§ Work to be completed
Going line by line through the data below, how many lines contain the word "crates"? Give only the number.
....
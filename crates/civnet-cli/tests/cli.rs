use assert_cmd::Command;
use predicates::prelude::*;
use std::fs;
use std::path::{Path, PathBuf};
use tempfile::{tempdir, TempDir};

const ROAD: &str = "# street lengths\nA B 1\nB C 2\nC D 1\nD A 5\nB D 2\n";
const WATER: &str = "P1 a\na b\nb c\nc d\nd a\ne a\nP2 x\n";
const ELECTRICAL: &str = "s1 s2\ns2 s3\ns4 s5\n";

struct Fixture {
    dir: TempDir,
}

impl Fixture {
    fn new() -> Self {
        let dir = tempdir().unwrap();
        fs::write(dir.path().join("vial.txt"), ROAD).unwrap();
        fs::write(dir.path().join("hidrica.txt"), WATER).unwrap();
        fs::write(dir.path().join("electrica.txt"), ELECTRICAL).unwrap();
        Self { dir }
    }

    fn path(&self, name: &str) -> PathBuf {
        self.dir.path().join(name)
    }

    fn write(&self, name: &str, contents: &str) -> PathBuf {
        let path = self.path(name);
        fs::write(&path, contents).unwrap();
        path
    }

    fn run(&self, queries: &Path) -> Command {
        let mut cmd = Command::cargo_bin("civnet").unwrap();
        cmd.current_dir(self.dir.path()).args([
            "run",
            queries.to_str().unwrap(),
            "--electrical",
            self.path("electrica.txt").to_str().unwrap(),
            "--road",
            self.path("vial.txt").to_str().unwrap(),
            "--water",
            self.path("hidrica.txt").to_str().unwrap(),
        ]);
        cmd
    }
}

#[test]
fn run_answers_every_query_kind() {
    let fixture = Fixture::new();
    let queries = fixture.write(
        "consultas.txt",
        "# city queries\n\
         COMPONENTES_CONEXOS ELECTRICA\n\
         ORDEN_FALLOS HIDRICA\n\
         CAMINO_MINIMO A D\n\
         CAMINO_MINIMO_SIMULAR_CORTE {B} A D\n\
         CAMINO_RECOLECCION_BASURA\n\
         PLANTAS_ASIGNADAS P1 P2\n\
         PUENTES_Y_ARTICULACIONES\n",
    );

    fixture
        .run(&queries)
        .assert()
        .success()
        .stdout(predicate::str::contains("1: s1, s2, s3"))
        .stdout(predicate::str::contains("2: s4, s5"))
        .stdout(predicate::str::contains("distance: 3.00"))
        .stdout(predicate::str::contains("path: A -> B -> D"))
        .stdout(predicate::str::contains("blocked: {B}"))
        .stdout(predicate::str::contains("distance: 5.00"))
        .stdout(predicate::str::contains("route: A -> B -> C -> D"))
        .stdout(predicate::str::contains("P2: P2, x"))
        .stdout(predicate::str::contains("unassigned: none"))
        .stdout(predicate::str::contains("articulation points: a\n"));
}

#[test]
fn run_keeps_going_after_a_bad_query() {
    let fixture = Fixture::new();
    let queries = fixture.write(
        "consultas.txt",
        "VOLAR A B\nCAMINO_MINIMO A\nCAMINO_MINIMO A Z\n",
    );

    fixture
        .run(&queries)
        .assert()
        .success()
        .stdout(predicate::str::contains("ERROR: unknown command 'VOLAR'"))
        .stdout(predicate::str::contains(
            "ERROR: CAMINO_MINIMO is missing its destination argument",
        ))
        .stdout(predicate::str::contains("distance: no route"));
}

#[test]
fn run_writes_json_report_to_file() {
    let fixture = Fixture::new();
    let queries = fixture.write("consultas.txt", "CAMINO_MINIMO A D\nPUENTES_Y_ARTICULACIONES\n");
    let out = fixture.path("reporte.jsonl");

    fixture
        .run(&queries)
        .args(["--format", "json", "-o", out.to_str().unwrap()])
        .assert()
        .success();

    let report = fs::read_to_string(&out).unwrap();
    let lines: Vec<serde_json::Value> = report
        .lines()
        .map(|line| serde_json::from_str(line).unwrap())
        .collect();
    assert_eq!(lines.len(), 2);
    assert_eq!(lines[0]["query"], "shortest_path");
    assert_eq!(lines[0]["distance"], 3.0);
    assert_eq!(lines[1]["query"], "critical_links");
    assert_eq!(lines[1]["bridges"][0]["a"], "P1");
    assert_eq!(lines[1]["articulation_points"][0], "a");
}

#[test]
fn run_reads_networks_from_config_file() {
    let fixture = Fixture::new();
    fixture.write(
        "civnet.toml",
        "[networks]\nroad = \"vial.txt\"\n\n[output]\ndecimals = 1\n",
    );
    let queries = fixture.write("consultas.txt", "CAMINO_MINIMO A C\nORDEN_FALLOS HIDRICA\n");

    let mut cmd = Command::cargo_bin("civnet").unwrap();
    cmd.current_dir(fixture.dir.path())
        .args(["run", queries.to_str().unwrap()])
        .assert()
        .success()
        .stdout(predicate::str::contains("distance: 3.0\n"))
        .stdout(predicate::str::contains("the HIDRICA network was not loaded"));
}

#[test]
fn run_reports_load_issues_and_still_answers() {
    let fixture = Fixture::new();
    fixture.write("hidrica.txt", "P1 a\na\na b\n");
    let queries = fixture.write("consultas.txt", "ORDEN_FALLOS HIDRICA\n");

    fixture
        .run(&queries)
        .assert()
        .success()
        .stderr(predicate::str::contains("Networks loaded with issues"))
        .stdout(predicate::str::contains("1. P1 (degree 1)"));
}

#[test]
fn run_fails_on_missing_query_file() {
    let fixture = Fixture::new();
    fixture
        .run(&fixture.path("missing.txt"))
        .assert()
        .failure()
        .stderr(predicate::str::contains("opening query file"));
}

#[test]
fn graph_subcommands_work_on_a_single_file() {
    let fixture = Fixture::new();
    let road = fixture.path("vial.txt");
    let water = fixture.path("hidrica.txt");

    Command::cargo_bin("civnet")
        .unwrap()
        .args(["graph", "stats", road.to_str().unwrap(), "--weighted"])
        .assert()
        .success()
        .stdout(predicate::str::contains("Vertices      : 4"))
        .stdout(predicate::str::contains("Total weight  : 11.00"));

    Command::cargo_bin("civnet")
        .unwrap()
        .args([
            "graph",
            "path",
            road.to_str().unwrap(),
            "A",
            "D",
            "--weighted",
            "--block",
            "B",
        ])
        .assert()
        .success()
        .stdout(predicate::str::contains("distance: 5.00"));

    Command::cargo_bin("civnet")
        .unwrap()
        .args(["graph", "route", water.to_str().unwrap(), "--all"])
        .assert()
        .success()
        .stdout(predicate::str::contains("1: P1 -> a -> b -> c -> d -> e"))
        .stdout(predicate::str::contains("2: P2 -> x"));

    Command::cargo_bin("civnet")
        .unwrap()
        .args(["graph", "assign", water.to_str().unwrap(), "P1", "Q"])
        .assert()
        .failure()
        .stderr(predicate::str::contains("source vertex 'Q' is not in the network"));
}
....
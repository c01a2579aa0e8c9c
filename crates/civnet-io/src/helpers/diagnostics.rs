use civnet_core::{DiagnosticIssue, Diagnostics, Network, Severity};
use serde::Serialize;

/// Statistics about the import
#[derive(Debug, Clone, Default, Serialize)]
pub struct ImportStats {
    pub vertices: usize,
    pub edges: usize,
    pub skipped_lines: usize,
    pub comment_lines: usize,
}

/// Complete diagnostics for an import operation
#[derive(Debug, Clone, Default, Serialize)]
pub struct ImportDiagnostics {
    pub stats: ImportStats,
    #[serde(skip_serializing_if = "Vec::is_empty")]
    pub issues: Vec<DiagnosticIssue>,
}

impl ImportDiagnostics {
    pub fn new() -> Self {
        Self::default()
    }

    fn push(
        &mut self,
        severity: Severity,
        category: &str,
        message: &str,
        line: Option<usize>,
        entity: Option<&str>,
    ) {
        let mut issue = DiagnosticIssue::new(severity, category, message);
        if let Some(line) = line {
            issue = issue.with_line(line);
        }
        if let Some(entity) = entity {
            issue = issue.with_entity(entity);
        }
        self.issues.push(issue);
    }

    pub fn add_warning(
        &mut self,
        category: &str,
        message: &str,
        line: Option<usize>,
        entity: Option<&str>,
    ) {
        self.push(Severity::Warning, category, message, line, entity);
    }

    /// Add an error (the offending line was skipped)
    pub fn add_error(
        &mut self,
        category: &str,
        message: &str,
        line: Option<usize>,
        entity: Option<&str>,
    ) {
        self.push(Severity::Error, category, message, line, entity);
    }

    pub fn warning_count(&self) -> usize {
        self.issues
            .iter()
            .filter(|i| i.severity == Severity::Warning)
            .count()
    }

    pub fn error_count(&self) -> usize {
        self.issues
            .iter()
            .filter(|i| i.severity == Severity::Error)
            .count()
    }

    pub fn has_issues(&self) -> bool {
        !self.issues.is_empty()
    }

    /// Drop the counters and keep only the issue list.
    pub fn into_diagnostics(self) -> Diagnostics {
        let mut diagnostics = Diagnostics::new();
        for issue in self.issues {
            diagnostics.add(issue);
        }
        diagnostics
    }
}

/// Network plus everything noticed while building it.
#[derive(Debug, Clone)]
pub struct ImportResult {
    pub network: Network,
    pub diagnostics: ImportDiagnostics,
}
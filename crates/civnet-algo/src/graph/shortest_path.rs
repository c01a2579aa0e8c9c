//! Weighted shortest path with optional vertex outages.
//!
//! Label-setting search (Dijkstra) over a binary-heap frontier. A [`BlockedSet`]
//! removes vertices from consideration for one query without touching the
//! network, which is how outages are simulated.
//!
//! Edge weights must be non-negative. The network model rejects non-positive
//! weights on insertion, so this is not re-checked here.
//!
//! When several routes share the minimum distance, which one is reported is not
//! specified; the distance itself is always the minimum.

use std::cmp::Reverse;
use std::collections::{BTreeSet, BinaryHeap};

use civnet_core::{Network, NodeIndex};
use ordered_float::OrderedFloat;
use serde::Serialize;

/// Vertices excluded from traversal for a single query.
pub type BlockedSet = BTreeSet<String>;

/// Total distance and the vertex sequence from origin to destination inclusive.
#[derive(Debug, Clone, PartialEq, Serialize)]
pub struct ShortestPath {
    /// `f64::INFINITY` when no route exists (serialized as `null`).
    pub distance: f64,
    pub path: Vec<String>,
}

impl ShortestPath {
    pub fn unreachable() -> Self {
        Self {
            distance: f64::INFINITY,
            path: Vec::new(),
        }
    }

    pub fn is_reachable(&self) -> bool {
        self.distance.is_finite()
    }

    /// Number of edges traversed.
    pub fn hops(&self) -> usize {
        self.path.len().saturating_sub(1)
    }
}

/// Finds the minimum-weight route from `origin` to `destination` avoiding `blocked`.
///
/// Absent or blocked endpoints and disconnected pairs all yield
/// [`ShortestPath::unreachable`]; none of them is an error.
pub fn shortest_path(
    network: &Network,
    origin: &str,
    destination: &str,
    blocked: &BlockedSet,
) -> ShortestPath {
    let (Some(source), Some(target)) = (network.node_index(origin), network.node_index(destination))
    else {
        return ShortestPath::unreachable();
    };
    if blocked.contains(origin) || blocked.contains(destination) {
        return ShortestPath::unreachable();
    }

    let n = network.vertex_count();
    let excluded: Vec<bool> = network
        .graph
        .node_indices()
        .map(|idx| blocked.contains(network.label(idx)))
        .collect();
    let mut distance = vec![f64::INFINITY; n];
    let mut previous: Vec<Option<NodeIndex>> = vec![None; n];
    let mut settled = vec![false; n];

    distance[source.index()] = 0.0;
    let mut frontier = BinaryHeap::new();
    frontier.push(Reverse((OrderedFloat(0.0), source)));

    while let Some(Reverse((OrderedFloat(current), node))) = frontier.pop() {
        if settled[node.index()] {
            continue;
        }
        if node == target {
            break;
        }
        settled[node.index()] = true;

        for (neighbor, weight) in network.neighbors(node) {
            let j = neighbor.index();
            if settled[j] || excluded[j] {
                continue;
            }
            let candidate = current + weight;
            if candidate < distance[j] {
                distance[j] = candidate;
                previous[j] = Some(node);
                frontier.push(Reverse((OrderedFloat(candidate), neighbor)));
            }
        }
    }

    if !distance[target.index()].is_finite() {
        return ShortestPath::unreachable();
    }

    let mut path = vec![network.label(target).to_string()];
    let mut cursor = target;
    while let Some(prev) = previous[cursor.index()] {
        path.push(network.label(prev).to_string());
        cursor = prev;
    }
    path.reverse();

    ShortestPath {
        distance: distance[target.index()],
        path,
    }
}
....
§ Your response
3